Congrats on your challenge. You are so right when you say "Sometimes it's enough to just show up and write." That is totally true. Get past your first 500 words or so and you are off to the races  Writing 3k words a day is what I am doing right now too. The hardest part by far is just getting started. In fact, I gotta get started now lol. Good luck.


----------



## Jim Johnson (Jan 4, 2011)

dragontucker said:


> Congrats on your challenge. You are so right when you say "Sometimes it's enough to just show up and write." That is totally true. Get past your first 500 words or so and you are off to the races  Writing 3k words a day is what I am doing right now too. The hardest part by far is just getting started. In fact, I gotta get started now lol. Good luck.

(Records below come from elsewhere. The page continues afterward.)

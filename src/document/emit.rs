//! Canonical text form of a `DocumentValue`.
//!
//! Two-space indentation, every scalar double-quoted, sequence items as
//! `- "item"`. The fallback parser reads this form back to an equal value.
//! Values without such a form are rejected: a non-mapping root, keys the
//! line grammar cannot hold, scalars containing line breaks, empty sequences
//! (read back as empty mappings) and sequences of collections.

use std::fmt::Write;

use super::{DocumentValue, Mapping};
use crate::error::EmitError;

const INDENT: &str = "  ";

impl DocumentValue {
    pub fn to_document_string(&self) -> Result<String, EmitError> {
        let DocumentValue::Mapping(map) = self else {
            return Err(EmitError::NotAMapping { found: self.kind() });
        };
        let mut out = String::new();
        write_mapping(&mut out, map, 0, "$")?;
        Ok(out)
    }
}

fn write_mapping(out: &mut String, map: &Mapping, depth: usize, path: &str) -> Result<(), EmitError> {
    let pad = INDENT.repeat(depth);
    for (key, value) in map.iter() {
        let path = format!("{path}.{key}");
        if !is_plain_key(key) {
            return Err(EmitError::UnrepresentableKey { path });
        }
        match value {
            DocumentValue::Scalar(s) => {
                check_single_line(s, &path)?;
                let _ = writeln!(out, "{pad}{key}: \"{s}\"");
            }
            DocumentValue::Sequence(items) => {
                let _ = writeln!(out, "{pad}{key}:");
                write_sequence(out, items, depth + 1, &path)?;
            }
            DocumentValue::Mapping(inner) => {
                let _ = writeln!(out, "{pad}{key}:");
                write_mapping(out, inner, depth + 1, &path)?;
            }
        }
    }
    Ok(())
}

fn write_sequence(
    out: &mut String,
    items: &[DocumentValue],
    depth: usize,
    path: &str,
) -> Result<(), EmitError> {
    if items.is_empty() {
        return Err(EmitError::EmptySequence {
            path: path.to_string(),
        });
    }
    let pad = INDENT.repeat(depth);
    for (idx, item) in items.iter().enumerate() {
        let path = format!("{path}[{idx}]");
        let DocumentValue::Scalar(s) = item else {
            return Err(EmitError::NestedSequenceItem { path });
        };
        check_single_line(s, &path)?;
        let _ = writeln!(out, "{pad}- \"{s}\"");
    }
    Ok(())
}

fn check_single_line(s: &str, path: &str) -> Result<(), EmitError> {
    if s.contains(['\n', '\r']) {
        return Err(EmitError::MultilineScalar {
            path: path.to_string(),
        });
    }
    Ok(())
}

/// A key the line grammar reads back unchanged: non-empty, no whitespace or
/// colon, and not mistaken for a comment or list item.
fn is_plain_key(key: &str) -> bool {
    !key.is_empty()
        && !key.starts_with(['#', '-'])
        && !key.contains(|c: char| c == ':' || c.is_whitespace())
}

Thanks, dragontucker! Good luck on hitting your word goal for the day. Happy writing!


----------



## Mari Oliver (Feb 12, 2016)

@ Jim, I wish you an endless spring of ideas and happy writing! May it all go well. You and Chris and Kevin are inspiring and it's nice to see how possible writing this way is. All it takes it just a bit of training. I'm working on increasing my word count and love reading about all the progress you gentlemen are making.


----------



## Jim Johnson (Jan 4, 2011)

Vintage Mari said:


> @ Jim, I wish you an endless spring of ideas and happy writing! May it all go well. You and Chris and Kevin are inspiring and it's nice to see how possible writing this way is. All it takes it just a bit of training. I'm working on increasing my word count and love reading about all the progress you gentlemen are making.


Training and practice is really where it's at.  Happy to hear you're getting something out of it. Thanks for the comment!


----------



## Jim Johnson (Jan 4, 2011)

Day four of the challenge is done; added another 4,216 words to the effort. Great day. Here's the video if you're following along. I got all introspective and inspire-y on this one; must be tired.  Happy writing, all.


----------



## jaehaerys (Feb 18, 2016)

Jim Johnson said:


> Day four of the challenge is done; added another 4,216 words to the effort. Great day. Here's the video if you're following along. I got all introspective and inspire-y on this one; must be tired.  Happy writing, all.


4216! 

Congrats!


----------



## Jim Johnson (Jan 4, 2011)

T76 said:


> Thanks for doing this Jim. It really is inspiring and I am starting to believe I can increase my word count
> 
> I don't write on weekends (kid time), but I am going to go for it on Monday and see if I can double my output (from 1,500 a day to 3,000).


Power to you for glorious word counts!

I wrote four sprints today in between taking care of the sick baby and mommy and cooking and cleaning and all the fun life stuff that pops up. Total of 5885 words for the day. Details in the video.


----------



## going going gone (Jun 4, 2013)

you're killin' the word counts! WTG, Jim!


----------



## Craig Martelle (Feb 6, 2016)

Good luck Jim - what a great way to challenge yourself. I look forward to seeing your success.


----------



## TheLemontree (Sep 12, 2015)

Well done, Jim. And get well vibes to your family. I've spent the day with a feverish one year old on my lap so I can sympathise.


----------



## Jim Johnson (Jan 4, 2011)

Thanks for the support, folks! It inspires me to keep cranking out the videos to know someone's paying attention. Otherwise the videos would totally fail my WIBBOW test. 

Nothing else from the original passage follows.